The Family Travel Handbook

Illustration by Aaron Meshon

Our print-out-and-save guide to family vacations is packed with tips on planning and packing; coping with cars, airplanes, and hotels; eating well; and enjoying yourselves while away from home.


Buy a portable DVD player
Even if it only brings you 15 minutes of peace, it's worth it. Get an extra battery, too, and be sure it's charged (or you'll be looking at a meltdown). Leave the bulky plastic DVD boxes at home; instead, put a dozen disks into a slim carrying case. The new Pixar Short Films Collection ($30) is perfect for trips: The shorts are entertaining for all ages—even adults—and because each one is only a few minutes, you can easily control how much your child watches.

Get out of the car
On long road trips, take lots of breaks to play tag at a park, wander around a town, jump rope at a highway rest stop, or even go shopping at the mall. Everyone will stay saner and sleep better.

Create activity kits
Give kids something to look forward to: List facts and landmarks relating to every state you're passing through, in packets that aren't to be opened until you reach the state line.

Entertainment is a group effort
Driving doesn't have to be dead time. Choose books on CD like the Harry Potter or Narnia series that everyone will enjoy in the car; burn a CD together, with a few favorite songs chosen by each person, and play it on shuffle during the ride; give every child a map and solicit suggestions on where to stop; or organize scavenger hunts relating to the scenery and reward the person who spots the most silos, lighthouses, water towers, windmills, deer, or cacti. Websites like list other ideas for activities, such as song lyrics for sing-alongs, that you can print out and bring with you.
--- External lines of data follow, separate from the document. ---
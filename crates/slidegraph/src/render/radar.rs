//! Radar (spider) chart.

use std::f32::consts::TAU;

use slidegraph_core::{
    color::Color,
    draw::{RenderLayer, ShapeStyle, Sketch, StrokeDefinition, VerticalAlign},
    geometry::{Bounds, Point, Size},
};

use super::{
    RenderContext,
    common::{self, LEGEND_HEIGHT, SMALL_FONT_SIZE, format_value},
};
use crate::model::RadarChart;

const RINGS: usize = 4;

const AXIS_LABEL_WIDTH: f32 = 120.0;

const AXIS_LABEL_HEIGHT: f32 = 20.0;

/// Gap between the outer ring and the axis labels.
const LABEL_GAP: f32 = 8.0;

/// Returns the value that maps to the outer ring.
///
/// An explicit positive maximum wins; otherwise the largest finite value,
/// and `1` when nothing positive is plotted.
fn scale_max(chart: &RadarChart) -> f64 {
    if let Some(max) = chart.max.filter(|m| m.is_finite() && *m > 0.0) {
        return max;
    }
    chart
        .series
        .iter()
        .flat_map(|s| s.values.iter().copied())
        .filter(|v| v.is_finite() && *v > 0.0)
        .fold(None, |acc: Option<f64>, v| Some(acc.map_or(v, |m| m.max(v))))
        .unwrap_or(1.0)
}

/// Normalises a value into `0..=1` of the outer ring.
fn ratio(value: f64, max: f64) -> f32 {
    if !value.is_finite() {
        return 0.0;
    }
    (value / max).clamp(0.0, 1.0) as f32
}

fn axis_angle(index: usize, count: usize) -> f32 {
    TAU * index as f32 / count as f32
}

pub fn render(chart: &RadarChart, sketch: &mut Sketch, ctx: &RenderContext<'_>) {
    let count = chart.axes.len();
    if count < 3 {
        common::placeholder(sketch, ctx, "radar chart needs at least three axes");
        return;
    }

    let area = sketch.clip();
    let with_legend = chart.series.len() > 1;
    let plot_area = if with_legend {
        area.take_top((area.height() - LEGEND_HEIGHT - 4.0).max(0.0))
    } else {
        area
    };
    let center = plot_area.center();
    let radius = (plot_area.width() / 2.0 - AXIS_LABEL_WIDTH - LABEL_GAP)
        .min(plot_area.height() / 2.0 - AXIS_LABEL_HEIGHT - LABEL_GAP)
        .max(0.0);

    let grid = common::grid_stroke(ctx);
    for ring in 1..=RINGS {
        let r = radius * ring as f32 / RINGS as f32;
        let points: Vec<Point> = (0..count)
            .map(|i| center.polar(r, axis_angle(i, count)))
            .collect();
        sketch.polygon(RenderLayer::Grid, &points, &ShapeStyle::outlined(grid.clone()));
    }
    for i in 0..count {
        sketch.line(RenderLayer::Grid, center, center.polar(radius, axis_angle(i, count)), &grid);
    }

    let max = scale_max(chart);
    for (index, series) in chart.series.iter().enumerate() {
        let color = ctx.theme().series_color(index);
        let points: Vec<Point> = (0..count)
            .map(|i| {
                let value = series.values.get(i).copied().unwrap_or(0.0);
                center.polar(radius * ratio(value, max), axis_angle(i, count))
            })
            .collect();
        let style = ShapeStyle::filled(color.with_alpha(0.2))
            .with_stroke(Some(StrokeDefinition::solid(color, 2.0)));
        sketch.polygon(RenderLayer::Content, &points, &style);
        for point in &points {
            sketch.circle(RenderLayer::Marker, *point, 3.0, &ShapeStyle::filled(color));
        }
    }

    let style = ctx.centered_style(SMALL_FONT_SIZE);
    for (i, axis) in chart.axes.iter().enumerate() {
        let angle = axis_angle(i, count);
        let anchor = center.polar(radius + LABEL_GAP, angle);
        // Push the box outward so it never covers the ring it labels.
        let offset = Point::new(
            angle.sin() * AXIS_LABEL_WIDTH / 2.0,
            -angle.cos() * AXIS_LABEL_HEIGHT / 2.0,
        );
        let label_box = common::shift_into(
            Bounds::new_from_center(
                anchor.add_point(offset),
                Size::new(AXIS_LABEL_WIDTH, AXIS_LABEL_HEIGHT),
            ),
            plot_area,
        );
        common::line_label(sketch, &style, axis, label_box, VerticalAlign::Middle);
    }

    let tick_style = ctx.muted_style(11.0);
    let tick_box = Bounds::new_from_top_left(
        Point::new(center.x() + 4.0, center.y() - radius - 2.0),
        Size::new(48.0, 16.0),
    );
    common::line_label(
        sketch,
        &tick_style,
        &format_value(max),
        common::shift_into(tick_box, plot_area),
        VerticalAlign::Top,
    );

    if with_legend {
        let names: Vec<String> = chart
            .series
            .iter()
            .enumerate()
            .map(|(i, s)| {
                if s.name.trim().is_empty() {
                    format!("Series {}", i + 1)
                } else {
                    s.name.clone()
                }
            })
            .collect();
        let entries: Vec<(&str, Color)> = names
            .iter()
            .enumerate()
            .map(|(i, name)| (name.as_str(), ctx.theme().series_color(i)))
            .collect();
        common::legend(sketch, ctx, &entries, area.take_bottom(LEGEND_HEIGHT));
    }
}

#[cfg(test)]
mod tests {
    use float_cmp::assert_approx_eq;
    use serde_json::json;

    use super::*;
    use crate::render::{
        common::PLACEHOLDER_TEXT,
        test_support::{assert_finite, markup, render},
    };

    fn chart(max: Option<f64>, values: Vec<f64>) -> RadarChart {
        serde_json::from_value(json!({
            "axes": ["A", "B", "C"],
            "series": [{ "name": "S", "values": values }],
            "max": max
        }))
        .unwrap()
    }

    #[test]
    fn test_scale_max() {
        assert_approx_eq!(f64, scale_max(&chart(Some(10.0), vec![3.0, 4.0, 5.0])), 10.0);
        assert_approx_eq!(f64, scale_max(&chart(None, vec![3.0, 8.0, 5.0])), 8.0);
        assert_approx_eq!(f64, scale_max(&chart(Some(-1.0), vec![0.0, -2.0])), 1.0);
    }

    #[test]
    fn test_ratio_clamps() {
        assert_approx_eq!(f32, ratio(5.0, 10.0), 0.5);
        assert_approx_eq!(f32, ratio(15.0, 10.0), 1.0);
        assert_approx_eq!(f32, ratio(-3.0, 10.0), 0.0);
        assert_approx_eq!(f32, ratio(f64::NAN, 10.0), 0.0);
    }

    #[test]
    fn test_radar_rings_and_series() {
        let svg = markup(render(json!({
            "type": "radar-chart",
            "axes": ["Speed", "Cost", "Quality", "Reach", "Support"],
            "series": [
                { "name": "Us", "values": [4, 3, 5, 2, 4] },
                { "name": "Them", "values": [3, 4, 3, 4] }
            ]
        })));
        // four rings plus one polygon per series
        assert_eq!(svg.matches("<path").count(), RINGS + 2);
        assert_eq!(svg.matches("<circle").count(), 10);
        assert!(svg.contains("Quality"));
        assert!(svg.contains("Them"));
        assert_finite(&svg);
    }

    #[test]
    fn test_too_few_axes_placeholder() {
        let svg = markup(render(json!({
            "type": "radar-chart",
            "axes": ["A", "B"],
            "series": [{ "name": "S", "values": [1, 2] }]
        })));
        assert!(svg.contains(PLACEHOLDER_TEXT));
    }
}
Let someone else deal with car seats
If the only driving you'll be doing is to and from the airport, book a local car service and bring your own car seat for the ride. Many companies will hold on to your car seat while you're on vacation and have it ready at the airport when they pick you up for the ride home—and often they won't even charge anything extra.

What's the rush?
Stop as often as possible. Zoos, aquariums, and amusement parks are obvious, but there are lots of other roadside attractions that are worth a visit. These books are filled with off-the-beaten-path destinations and quirky facts: Weird U.S. by Mark Moran and Mark Sceurman ($20), Watch It Made in the U.S.A. by Karen Axelrod and Bruce Brumberg ($22), Uncle John's Bathroom Reader Plunges into National Parks ($18), and Roadside Attractions by Brian Butko and Sarah Butko ($25).

Everybody loves presents
To keep kids occupied and on good behavior, periodically dole out treats or small new toys. They don't have to be fancy: Plastic fish or bugs, a finger puppet or two, or toy dinosaurs from a party or dollar store should buy an hour or two of relative peace. (Avoid toys that make noise.) Wrap each one up so kids have something to open, or use a grab bag. Parents with older kids can try giving them a $1 reward for every half hour they behave.